*** Input data ***

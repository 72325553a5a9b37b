//! Composition root.
//!
//! [`App`] collects services, routes and pipeline stages at startup, then
//! [`seal`](App::seal)s them into a [`Dispatcher`]. Everything registered
//! after sealing is rejected.

use std::fmt;
use std::mem;
use std::sync::Arc;

use http::Method;

use crate::collection::ServiceCollection;
use crate::config::DispatchOptions;
use crate::dispatcher::Dispatcher;
use crate::error::RegistrationError;
use crate::handler::HandlerDescriptor;
use crate::pipeline::{Pipeline, Stage};
use crate::routing::{PathPattern, RouteTable};

/// A reusable group of registrations.
///
/// # Example
///
/// ```rust
/// use ferrous_web::{App, AppModule, HandlerDescriptor, RegistrationError};
///
/// struct Greeting(&'static str);
///
/// struct GreetingModule;
///
/// impl AppModule for GreetingModule {
///     fn register(self, app: &mut App) -> Result<(), RegistrationError> {
///         app.services(|s| {
///             s.add_singleton(Greeting("hello"));
///         })?;
///         app.get(
///             "/greet",
///             HandlerDescriptor::builder()
///                 .inject::<Greeting>()
///                 .handle(|args| async move { Ok(args.dependency::<Greeting>()?.0) })?,
///         )?;
///         Ok(())
///     }
/// }
///
/// let mut app = App::new();
/// app.add_module(GreetingModule).unwrap();
/// assert_eq!(app.route_count(), 1);
/// ```
pub trait AppModule {
    fn register(self, app: &mut App) -> Result<(), RegistrationError>;
}

/// Builder for a [`Dispatcher`].
///
/// # Examples
///
/// ```
/// use ferrous_web::{App, HandlerDescriptor, Json, Request, TracingStage};
/// use http::{Method, StatusCode};
///
/// struct Catalog { currency: &'static str }
///
/// # #[tokio::main(flavor = "current_thread")]
/// # async fn main() -> Result<(), Box<dyn std::error::Error>> {
/// let mut app = App::new();
/// app.services(|s| {
///     s.add_singleton(Catalog { currency: "EUR" });
/// })?
/// .use_stage(TracingStage::new())?
/// .get(
///     "/products/{id}",
///     HandlerDescriptor::builder()
///         .path::<u64>("id")
///         .inject::<Catalog>()
///         .handle(|mut args| async move {
///             let id: u64 = args.take("id")?;
///             let catalog = args.dependency::<Catalog>()?;
///             Ok(Json(serde_json::json!({ "id": id, "currency": catalog.currency })))
///         })?,
/// )?;
///
/// let dispatcher = app.seal().await?;
/// let res = dispatcher.dispatch(Request::new(Method::GET, "/products/42")).await;
/// assert_eq!(res.status, StatusCode::OK);
/// assert_eq!(res.body_text(), r#"{"currency":"EUR","id":42}"#);
///
/// let res = dispatcher.dispatch(Request::new(Method::GET, "/products/abc")).await;
/// assert_eq!(res.status, StatusCode::BAD_REQUEST);
/// # Ok(())
/// # }
/// ```
#[derive(Default)]
pub struct App {
    services: ServiceCollection,
    routes: RouteTable<HandlerDescriptor>,
    pipeline: Pipeline,
    options: DispatchOptions,
    sealed: bool,
}

impl App {
    pub fn new() -> Self {
        Self::default()
    }

    fn guard(&self, what: &'static str) -> Result<(), RegistrationError> {
        if self.sealed {
            return Err(RegistrationError::LateRegistration { what });
        }
        Ok(())
    }

    /// Replaces the dispatch options after validating them.
    pub fn configure(&mut self, options: DispatchOptions) -> Result<&mut Self, RegistrationError> {
        self.guard("configure the app")?;
        options.validate()?;
        self.options = options;
        Ok(self)
    }

    pub fn options(&self) -> &DispatchOptions {
        &self.options
    }

    /// Registers services through `f`.
    pub fn services<F>(&mut self, f: F) -> Result<&mut Self, RegistrationError>
    where
        F: FnOnce(&mut ServiceCollection),
    {
        self.guard("register a dependency")?;
        f(&mut self.services);
        Ok(self)
    }

    /// Registers a route.
    ///
    /// Fails on an invalid pattern, on a path parameter the pattern does not
    /// declare, and on a duplicate (method, pattern) pair.
    pub fn route(
        &mut self,
        method: Method,
        pattern: &str,
        descriptor: HandlerDescriptor,
    ) -> Result<&mut Self, RegistrationError> {
        self.guard("register a route")?;
        let pattern = PathPattern::parse(pattern)?;
        descriptor.check_against(&pattern)?;
        self.routes.insert(method, pattern, descriptor)?;
        Ok(self)
    }

    pub fn get(
        &mut self,
        pattern: &str,
        descriptor: HandlerDescriptor,
    ) -> Result<&mut Self, RegistrationError> {
        self.route(Method::GET, pattern, descriptor)
    }

    pub fn post(
        &mut self,
        pattern: &str,
        descriptor: HandlerDescriptor,
    ) -> Result<&mut Self, RegistrationError> {
        self.route(Method::POST, pattern, descriptor)
    }

    pub fn put(
        &mut self,
        pattern: &str,
        descriptor: HandlerDescriptor,
    ) -> Result<&mut Self, RegistrationError> {
        self.route(Method::PUT, pattern, descriptor)
    }

    pub fn patch(
        &mut self,
        pattern: &str,
        descriptor: HandlerDescriptor,
    ) -> Result<&mut Self, RegistrationError> {
        self.route(Method::PATCH, pattern, descriptor)
    }

    pub fn delete(
        &mut self,
        pattern: &str,
        descriptor: HandlerDescriptor,
    ) -> Result<&mut Self, RegistrationError> {
        self.route(Method::DELETE, pattern, descriptor)
    }

    /// Appends a pipeline stage.
    pub fn use_stage<S: Stage>(&mut self, stage: S) -> Result<&mut Self, RegistrationError> {
        self.guard("add a pipeline stage")?;
        self.pipeline.push(stage);
        Ok(self)
    }

    pub fn add_module<M: AppModule>(&mut self, module: M) -> Result<&mut Self, RegistrationError> {
        self.guard("add a module")?;
        module.register(self)?;
        Ok(self)
    }

    pub fn route_count(&self) -> usize {
        self.routes.len()
    }

    pub fn is_sealed(&self) -> bool {
        self.sealed
    }

    /// Freezes the app into a [`Dispatcher`].
    ///
    /// Registers the [`DispatchOptions`] as a singleton and resolves every
    /// prewarmed capability; a failure there aborts startup. The app is
    /// sealed even if this fails.
    pub async fn seal(&mut self) -> Result<Dispatcher, RegistrationError> {
        self.guard("seal the app")?;
        self.sealed = true;

        let options = Arc::new(mem::take(&mut self.options));
        let mut services = mem::take(&mut self.services);
        services.add_singleton((*options).clone());

        let routes = mem::take(&mut self.routes);
        let pipeline = mem::take(&mut self.pipeline);
        let provider = services.build_ready().await.map_err(|e| {
            tracing::error!(error = %e, chain = %e.chain().join(" -> "), "startup resolution failed");
            RegistrationError::from(e)
        })?;

        tracing::info!(
            routes = routes.len(),
            stages = pipeline.len(),
            services = provider.len(),
            "dispatcher sealed"
        );
        Ok(Dispatcher::new(routes, pipeline, provider, options))
    }
}

impl fmt::Debug for App {
    fn fmt(&self, f: &mut fmt::Formatter<'_>) -> fmt::Result {
        f.debug_struct("App")
            .field("services", &self.services.len())
            .field("routes", &self.routes.len())
            .field("pipeline", &self.pipeline)
            .field("options", &self.options)
            .field("sealed", &self.sealed)
            .finish()
    }
}

#[cfg(test)]
mod tests {
    use super::*;
    use crate::error::DiError;
    use crate::traits::Resolver;

    fn noop() -> HandlerDescriptor {
        HandlerDescriptor::builder()
            .handle(|_args| async { Ok(()) })
            .unwrap()
    }

    #[tokio::test]
    async fn registration_after_seal_is_rejected() {
        let mut app = App::new();
        app.get("/", noop()).unwrap();
        app.seal().await.unwrap();

        assert_eq!(
            app.get("/late", noop()).unwrap_err(),
            RegistrationError::LateRegistration {
                what: "register a route"
            }
        );
        assert!(matches!(
            app.services(|_| {}),
            Err(RegistrationError::LateRegistration { .. })
        ));
        assert!(matches!(
            app.seal().await,
            Err(RegistrationError::LateRegistration { .. })
        ));
    }

    #[test]
    fn unknown_path_parameter_fails_registration() {
        let descriptor = HandlerDescriptor::builder()
            .path::<u32>("id")
            .handle(|_args| async { Ok(()) })
            .unwrap();
        let mut app = App::new();
        assert!(matches!(
            app.get("/users/{user_id}", descriptor),
            Err(RegistrationError::UnknownPathParameter { .. })
        ));
        assert_eq!(app.route_count(), 0);
    }

    #[test]
    fn invalid_options_rejected() {
        let mut app = App::new();
        let options = DispatchOptions {
            max_body_bytes: 0,
            ..DispatchOptions::default()
        };
        assert!(matches!(
            app.configure(options),
            Err(RegistrationError::InvalidOptions(_))
        ));
    }

    #[tokio::test]
    async fn prewarm_failure_aborts_seal() {
        struct NeedsDb;
        struct Db;

        let mut app = App::new();
        app.services(|s| {
            s.add_singleton_factory::<NeedsDb, _>(|r| {
                r.get::<Db>()?;
                Ok(NeedsDb)
            });
            s.prewarm::<NeedsDb>();
        })
        .unwrap();

        match app.seal().await {
            Err(RegistrationError::Prewarm(DiError::NotFound { chain, .. })) => {
                assert_eq!(chain.len(), 2);
            }
            other => panic!("unexpected: {other:?}"),
        }
    }
}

***

Each line of the data in which the string "what" appears needs to be copied.

#### [Solution to the problem]
    fn guard(&self, what: &'static str) -> Result<(), RegistrationError> {
            return Err(RegistrationError::LateRegistration { what });
                what: "register a route"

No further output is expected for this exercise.